L’évolution rapide des places de marché en ligne soulève des questions cruciales concernant leur régulation et leur impact sur le droit de la concurrence. Historiquement, les règles traditionnelles ont été efficaces, soutenues par une responsabilité proactive des plateformes et une bienveillance des autorités de la concurrence. Cependant, avec l’essor des bourses électroniques, cette situation pourrait changer. Les effets pervers de cette généralisation ne peuvent plus être ignorés, et une adaptation des règles juridiques semble inévitable. Les craintes se portent sur une possible surenchère législative, risquant de transformer ces places en marchés réglementés avec des structures administratives contraignantes. Cela pourrait entraîner des regroupements obligatoires sur des plateformes centralisées et une normalisation des cotations sous l’autorité d’un arbitre agréé. Heureusement, cette vision d’un encadrement strict semble peu probable face à la tendance actuelle qui favorise une économie plus libre. Il appartient donc aux plateformes de prendre les devants pour prévenir ces dérives. Pour naviguer avec succès dans ce contexte en mutation, elles doivent se concentrer sur trois principes fondamentaux : l’indépendance, la non-discrimination et la confidentialité. En anticipant les transformations à venir et en s’engageant à respecter ces valeurs, les places de marché peuvent préserver leur légitimité tout en contribuant à un écosystème numérique sain et durable.

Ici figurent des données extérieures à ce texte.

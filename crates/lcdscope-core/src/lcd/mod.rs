//! Cosmos SDK LCD (REST gateway) abstraction layer.
//!
//! Defines the [`LcdApi`] trait and provides an HTTP implementation
//! ([`HttpLcdClient`]) plus a test mock (`mock::MockLcd`).

mod http_adapter;
#[cfg(test)]
pub mod mock;
pub mod projection;

pub use http_adapter::HttpLcdClient;
pub use projection::project;

use async_trait::async_trait;
use serde_json::Value;

use crate::error::{CoreError, LcdError};
use crate::types::BroadcastMode;

/// Join `route` and a caller-supplied identifier into one request path.
///
/// The identifier must stay a single path segment: empty, `.`, `..`, or
/// anything containing `/` would resolve to a different route.
fn route_with_id(route: &str, id: &str) -> Result<String, CoreError> {
    let path = format!("{route}/{id}");
    if id.is_empty() || id == "." || id == ".." || id.contains('/') {
        return Err(LcdError::InvalidUrl {
            path,
            message: format!("`{id}` is not a valid single path segment"),
        }
        .into());
    }
    Ok(path)
}

/// The LCD routes the demo needs, built on two raw calls.
///
/// Implementors only provide [`get`](LcdApi::get) and
/// [`post`](LcdApi::post); every route wrapper issues exactly one of them
/// and optionally projects a single field out of the body.
#[async_trait]
pub trait LcdApi: Send + Sync {
    /// GET `<base>/<path>` with query parameters and decode the JSON body.
    /// Non-2xx responses are errors.
    async fn get(&self, path: &str, params: &[(&str, &str)]) -> Result<Value, CoreError>;

    /// POST `body` as JSON to `<base>/<path>` and decode the JSON body.
    /// Non-2xx responses are errors.
    async fn post(&self, path: &str, body: &Value) -> Result<Value, CoreError>;

    async fn node_info(&self) -> Result<Value, CoreError> {
        self.get("node_info", &[]).await
    }

    async fn genesis(&self) -> Result<Value, CoreError> {
        self.get("genesis", &[]).await
    }

    /// Whether the node is still catching up.
    async fn sync_status(&self) -> Result<bool, CoreError> {
        let raw = self.get("syncing", &[]).await?;
        projection::project_bool(&raw, &["syncing"])
    }

    async fn tx(&self, hash: &str) -> Result<Value, CoreError> {
        let path = route_with_id("txs", hash)?;
        self.get(&path, &[]).await
    }

    async fn keys(&self) -> Result<Value, CoreError> {
        self.get("keys", &[]).await
    }

    /// Account object at `result.value` of `auth/accounts/{address}`.
    async fn account(&self, address: &str) -> Result<Value, CoreError> {
        let path = route_with_id("auth/accounts", address)?;
        let raw = self.get(&path, &[]).await?;
        project(&raw, &["result", "value"]).cloned()
    }

    /// Submit `tx` unmodified as `{"tx": tx, "mode": mode}`.
    async fn broadcast(&self, tx: &Value, mode: BroadcastMode) -> Result<Value, CoreError> {
        let body = serde_json::json!({ "tx": tx, "mode": mode });
        self.post("txs", &body).await
    }
}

Jusqu’à présent, les règles traditionnelles ont semblé suffire pour répondre aux problèmes soulevés par les places de marché en ligne. Ce constat positif est dû en grande partie à la responsabilité des structures elles-mêmes qui ont fait preuve d’anticipation et d’autoévaluation.
Les initiatives privées de rédaction de codes de bonnes conduites sont apparues très tôt et il semble que l’enjeu de la situation au regard du droit de la concurrence ait été pris au sérieux dès l’origine. Il faut ajouter à cela une certaine clémence des autorités de la concurrence.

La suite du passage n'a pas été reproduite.